Check each line of the entries below for the word "contains", then report how many have it, with no other words.
Segment Start: PROVIDED DATA
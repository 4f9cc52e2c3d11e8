#![cfg(unix)]

use assert_cmd::Command;
use predicates::prelude::*;
use std::fs;
use tempfile::TempDir;

fn workspace() -> TempDir {
    let temp_dir = TempDir::new().unwrap();
    fs::write(temp_dir.path().join("a.txt"), "0123456789").unwrap();
    fs::create_dir(temp_dir.path().join("sub")).unwrap();
    fs::write(temp_dir.path().join("hello.py"), "echo hello\n").unwrap();
    fs::write(temp_dir.path().join("fail.py"), "echo broken >&2\nexit 3\n").unwrap();
    fs::write(temp_dir.path().join("slow.py"), "sleep 10\n").unwrap();
    temp_dir
}

fn sandgate(root: &TempDir) -> Command {
    let mut cmd = Command::cargo_bin("sandgate").unwrap();
    cmd.env_remove("RUST_LOG")
        .env_remove("SANDGATE_TIMEOUT")
        .arg("--root")
        .arg(root.path())
        .arg("--interpreter")
        .arg("/bin/sh");
    cmd
}

#[test]
fn test_ls() {
    let root = workspace();
    sandgate(&root)
        .arg("ls")
        .assert()
        .success()
        .stdout(predicate::str::contains("- a.txt: file_size=10 bytes, is_dir=False"))
        .stdout(predicate::str::contains("- sub: file_size="));
}

#[test]
fn test_ls_outside_root() {
    let root = workspace();
    sandgate(&root)
        .args(["ls", "../.."])
        .assert()
        .failure()
        .stdout(predicate::str::starts_with("Error: Cannot list \"../..\""));
}

#[test]
fn test_ls_json() {
    let root = workspace();
    let output = sandgate(&root).args(["--json", "ls", "sub"]).output().unwrap();
    assert!(output.status.success());

    let value: serde_json::Value = serde_json::from_slice(&output.stdout).unwrap();
    assert_eq!(value["ok"]["listing"], serde_json::json!([]));
}

#[test]
fn test_run() {
    let root = workspace();
    sandgate(&root)
        .args(["run", "hello.py"])
        .assert()
        .success()
        .stdout(predicate::str::contains("STDOUT: hello"))
        .stdout(predicate::str::contains("Process exited").not());
}

#[test]
fn test_run_non_zero_exit_is_reported() {
    let root = workspace();
    sandgate(&root)
        .args(["run", "fail.py"])
        .assert()
        .success()
        .stdout(predicate::str::starts_with("Process exited with code 3"))
        .stdout(predicate::str::contains("STDERR: broken"));
}

#[test]
fn test_run_timeout() {
    let root = workspace();
    sandgate(&root)
        .args(["--timeout", "1", "run", "slow.py"])
        .timeout(std::time::Duration::from_secs(8))
        .assert()
        .success()
        .stdout(predicate::str::starts_with("Process timed out after 1 seconds"));
}

#[test]
fn test_verbose_reports_interpreter() {
    let root = workspace();
    sandgate(&root)
        .args(["-v", "ls"])
        .assert()
        .success()
        .stderr(predicate::str::contains("gateway ready"))
        .stderr(predicate::str::contains("/bin/sh"));
}

#[test]
fn test_run_rejects_non_script() {
    let root = workspace();
    sandgate(&root)
        .args(["run", "a.txt"])
        .assert()
        .failure()
        .stdout("Error: \"a.txt\" is not a Python file\n");
}

#[test]
fn test_tools() {
    let root = workspace();
    let output = sandgate(&root).arg("tools").output().unwrap();
    assert!(output.status.success());

    let value: serde_json::Value = serde_json::from_slice(&output.stdout).unwrap();
    assert_eq!(value[0]["name"], "get_files_info");
    assert_eq!(value[1]["name"], "run_python_file");
}

#[test]
fn test_call() {
    let root = workspace();
    sandgate(&root)
        .args(["call", "get_files_info", r#"{"directory": "a.txt"}"#])
        .assert()
        .failure()
        .stdout("Error: \"a.txt\" is not a directory\n");
}

#[test]
fn test_bad_root() {
    let root = workspace();
    Command::cargo_bin("sandgate")
        .unwrap()
        .arg("--root")
        .arg(root.path().join("a.txt"))
        .arg("ls")
        .assert()
        .failure()
        .stderr(predicate::str::contains("is not a directory"));
}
Segment End: PROVIDED DATA
_RESULT OF THE TASK_. 8